Microsoft SQL Server is a relational database management systems (RDBMS) that, at its fundamental level, stores the data in tables. The tables are the database objects that behave as containers for the data, in which the data will be logically organized in rows and columns format. Each row is considered as an entity that is described by the columns that hold the attributes of the entity. For example, the customers table contains one row for each customer, and each customer is described by the table columns that hold the customer information, such as the CustomerName and CustomerAddress. The table rows have no predefined order, so that, to display the data in a specific order, you would need to specify the order that the rows will be returned in. Tables can be also used as a security boundary/mechanism, where database users can be granted permissions at the table level.
Table basics
SQL Server tables are contained within database object containers that are called Schemas. The schema also works as a security boundary, where you can limit database user permissions to be on a specific schema level only. You can imagine the schema as a folder that contains a list of files. You can create up to 2,147,483,647 tables in a database, with up to 1024 columns in each table. When you design a database table, the properties that are assigned to the table and the columns within the table will control the allowed data types and data ranges that the table accepts. Proper table design, will make it easier and faster to store data into and retrieve data from the table.
Special table types
In addition to the basic user defined table, SQL Server provides us with the ability to work with other special types of tables. The first type is the Temporary Table that is stored in the tempdb system database. There are two types of temporary tables: a local temporary table that has the single number sign prefix (#) and can be accessed by the current connection only, and the Global temporary table that has two number signs prefix (##) and can be accessed by any connection once created.

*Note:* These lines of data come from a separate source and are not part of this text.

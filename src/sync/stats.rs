//! Counters and timestamps for the synchronizer.
//!
//! The `StatsTracker` is shared by the event pump, the heartbeat and the
//! reconciliation poller. Every mutation goes through a single mutex so a
//! `get_stats()` call always sees a consistent copy.

use super::types::ConnectionStatus;
use crate::ledger::EventKind;

use chrono::{DateTime, Utc};
use parking_lot::Mutex;
use serde::Serialize;

/// Service for tracking synchronization counters
#[derive(Debug, Default)]
pub struct StatsTracker {
    inner: Mutex<SyncStats>,
}

impl StatsTracker {
    pub fn new() -> Self {
        Self::default()
    }

    /// Record a successful projection write for `kind`.
    pub fn record_applied(&self, kind: EventKind, at: DateTime<Utc>) {
        let mut stats = self.inner.lock();
        *stats.counter_mut(kind) += 1;
        stats.last_event = Some(at);
    }

    /// Record an event that was already projected.
    pub fn record_skipped(&self, at: DateTime<Utc>) {
        let mut stats = self.inner.lock();
        stats.events_skipped += 1;
        stats.last_event = Some(at);
    }

    /// Record an event dropped on a correlation miss.
    pub fn record_dropped(&self, at: DateTime<Utc>) {
        let mut stats = self.inner.lock();
        stats.events_dropped += 1;
        stats.last_event = Some(at);
    }

    pub fn record_error(&self) {
        self.inner.lock().errors += 1;
    }

    pub fn record_heartbeat(&self, at: DateTime<Utc>) {
        self.inner.lock().last_heartbeat = Some(at);
    }

    /// Record a reconciliation tick that finished without error.
    pub fn record_poll(&self, at: DateTime<Utc>) {
        let mut stats = self.inner.lock();
        stats.polls_completed += 1;
        stats.last_poll = Some(at);
    }

    pub fn set_connection_status(&self, status: ConnectionStatus) {
        self.inner.lock().connection_status = status;
    }

    pub fn connection_status(&self) -> ConnectionStatus {
        self.inner.lock().connection_status
    }

    pub fn set_reconnect_attempts(&self, attempts: u32) {
        self.inner.lock().reconnect_attempts = attempts;
    }

    /// Get a copy of the current statistics
    pub fn get_stats(&self) -> SyncStats {
        self.inner.lock().clone()
    }

    /// Zero every counter and timestamp.
    ///
    /// Connection state (`connection_status`, `reconnect_attempts`) belongs to
    /// the connection manager and is left as is.
    pub fn reset(&self) {
        let mut stats = self.inner.lock();
        *stats = SyncStats {
            connection_status: stats.connection_status,
            reconnect_attempts: stats.reconnect_attempts,
            ..SyncStats::default()
        };
    }
}

/// Statistics about the synchronizer
#[derive(Debug, Clone, Default, PartialEq, Eq, Serialize)]
pub struct SyncStats {
    pub orders_created: u64,
    pub proofs_submitted: u64,
    pub disputes_opened: u64,
    pub escrows_locked: u64,
    pub escrows_released: u64,
    pub escrows_refunded: u64,
    pub missions_created: u64,
    pub missions_completed: u64,
    pub rewards_claimed: u64,
    pub cashback_granted: u64,
    /// Handler failures, undecodable frames and failed poll queries.
    pub errors: u64,
    pub events_skipped: u64,
    pub events_dropped: u64,
    pub polls_completed: u64,
    /// Consecutive reconnect attempts since the last successful subscribe.
    pub reconnect_attempts: u32,
    pub last_event: Option<DateTime<Utc>>,
    pub last_heartbeat: Option<DateTime<Utc>>,
    pub last_poll: Option<DateTime<Utc>>,
    pub connection_status: ConnectionStatus,
}

impl SyncStats {
    /// Success counter for one event kind
    pub fn count_for(&self, kind: EventKind) -> u64 {
        match kind {
            EventKind::OrderCreated => self.orders_created,
            EventKind::ProofSubmitted => self.proofs_submitted,
            EventKind::DisputeOpened => self.disputes_opened,
            EventKind::EscrowLocked => self.escrows_locked,
            EventKind::EscrowReleased => self.escrows_released,
            EventKind::EscrowRefunded => self.escrows_refunded,
            EventKind::MissionCreated => self.missions_created,
            EventKind::MissionCompleted => self.missions_completed,
            EventKind::RewardClaimed => self.rewards_claimed,
            EventKind::CashbackGranted => self.cashback_granted,
        }
    }

    /// Sum of all per-kind success counters
    pub fn applied_total(&self) -> u64 {
        EventKind::ALL.iter().map(|kind| self.count_for(*kind)).sum()
    }

    fn counter_mut(&mut self, kind: EventKind) -> &mut u64 {
        match kind {
            EventKind::OrderCreated => &mut self.orders_created,
            EventKind::ProofSubmitted => &mut self.proofs_submitted,
            EventKind::DisputeOpened => &mut self.disputes_opened,
            EventKind::EscrowLocked => &mut self.escrows_locked,
            EventKind::EscrowReleased => &mut self.escrows_released,
            EventKind::EscrowRefunded => &mut self.escrows_refunded,
            EventKind::MissionCreated => &mut self.missions_created,
            EventKind::MissionCompleted => &mut self.missions_completed,
            EventKind::RewardClaimed => &mut self.rewards_claimed,
            EventKind::CashbackGranted => &mut self.cashback_granted,
        }
    }

    /// Get a human-readable summary of the sync statistics
    pub fn summary(&self) -> String {
        format!(
            "Ledger sync {}: {} events applied ({} orders, {} proofs, {} disputes, {} escrow, {} mission, {} cashback), {} skipped, {} dropped, {} errors, {} polls{}",
            self.connection_status,
            self.applied_total(),
            self.orders_created,
            self.proofs_submitted,
            self.disputes_opened,
            self.escrows_locked + self.escrows_released + self.escrows_refunded,
            self.missions_created + self.missions_completed + self.rewards_claimed,
            self.cashback_granted,
            self.events_skipped,
            self.events_dropped,
            self.errors,
            self.polls_completed,
            if self.reconnect_attempts == 0 {
                String::new()
            } else {
                format!(" ({} reconnect attempts)", self.reconnect_attempts)
            }
        )
    }
}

A Wide Table is a table the uses the Sparse Column to for optimized storage for the NULL values, reducing the space consumed by the table and increasing the number of columns allowed in that table to 30K columns.
System Tables are a special type of table in which the SQL Server Engine stores information about the SQL Server instance configurations and objects information, that can be queried using the system views.

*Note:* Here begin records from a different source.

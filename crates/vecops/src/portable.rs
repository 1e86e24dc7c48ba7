//! Portable kernels; the scalar fallback of every family.
//!
//! Each kernel writes `out[i] = a[i] op b[i]` for every index present in all
//! three slices and leaves the rest of `out` untouched.

/// Signature shared by every elementwise binary kernel.
pub type BinaryF32Fn = fn(&[f32], &[f32], &mut [f32]);

#[inline]
pub(crate) fn add(a: &[f32], b: &[f32], out: &mut [f32]) {
  for ((o, &x), &y) in out.iter_mut().zip(a).zip(b) {
    *o = x + y;
  }
}

#[inline]
pub(crate) fn sub(a: &[f32], b: &[f32], out: &mut [f32]) {
  for ((o, &x), &y) in out.iter_mut().zip(a).zip(b) {
    *o = x - y;
  }
}

#[inline]
pub(crate) fn mul(a: &[f32], b: &[f32], out: &mut [f32]) {
  for ((o, &x), &y) in out.iter_mut().zip(a).zip(b) {
    *o = x * y;
  }
}

#[cfg(test)]
mod tests {
  use super::*;

  #[test]
  fn elementwise_results() {
    let a = [1.0f32, 2.0, 3.0, -4.0];
    let b = [0.5f32, -2.0, 3.0, 4.0];
    let mut out = [0.0f32; 4];

    add(&a, &b, &mut out);
    assert_eq!(out, [1.5, 0.0, 6.0, 0.0]);
    sub(&a, &b, &mut out);
    assert_eq!(out, [0.5, 4.0, 0.0, -8.0]);
    mul(&a, &b, &mut out);
    assert_eq!(out, [0.5, -4.0, 9.0, -16.0]);
  }

  #[test]
  fn shortest_slice_bounds_the_write() {
    let mut out = [9.0f32; 4];
    add(&[1.0, 1.0], &[1.0, 1.0, 1.0], &mut out);
    assert_eq!(out, [2.0, 2.0, 9.0, 9.0]);
  }

  #[test]
  fn empty_inputs_are_a_no_op() {
    let mut out: [f32; 0] = [];
    mul(&[], &[], &mut out);
  }
}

Partitioned Tables are tables in which the data will be divided horizontally into separate unites in the same filegroup or different filegroups, based on a specific key, to enhance the data retrieval performance.
Physical implementation
Physically, SQL Server tables are stored in ta database as a set of 8 KB pages. Table pages are stored by default in a single partition that resides in the PRIMARY default filegroup. A table can be also stored in multiple partitions, in which each group of rows will be stored in a specific partition, in one or more filegroups, based on a specific column. Each table partition contains data rows in a heap or clustered index structure, that are managed in allocation units, depending on the data types of each column in the data rows.The image based on Microsoft the SQL Server Book Online article Table and Index Organization summarizes the table structure:
As you can see from the previous image, the data pages for the SQL Server table can be organized within each partition in two ways: in Heap or B-Tree Clustered tables. In the Heap table, the data rows are not stored in any particular order within each data page. In addition, there is no particular order to control the data pages sequence, that is not linked in a linked list. This is due to the fact that the heap table contains no clustered index. As there is no enforced order for the rows in the heap table, the data rows will be added to the first available location within the table’s pages, after checking that it has sufficient space. If no space is available, additional pages will be added to the table and the rows will be inserted into these new pages. This is why the data order cannot be predicted. Only the order of the returned rows can be enforced using the ORDER BY clause in the SELECT statement.
Heap table
When you store data in a heap table, the rows in that table are identified by a reference to the identifier of that row (RID) that contains the file number, the data page number and the slot of that data page. The heap table has one row in the sys.partitions system object per each partition with index_id value equal to 0. You can query the sys.indexes system object also to show the heap table index details, that will show you that, the id of that index is 0 and the type of it is HEAP, as shown below:
Each partition in the heap table will have a heap structure with the data allocation units to store and manage the data in that partition depends on the data types in the heap. For example, all heaps will contain IN_ROW_DATA allocation unit and may contain the LOB_DATA allocation unit if it contains large object data or ROW_OVERFLOW_DATA allocation unit if it contains variable length columns that exceed the row size limit of 8K bytes.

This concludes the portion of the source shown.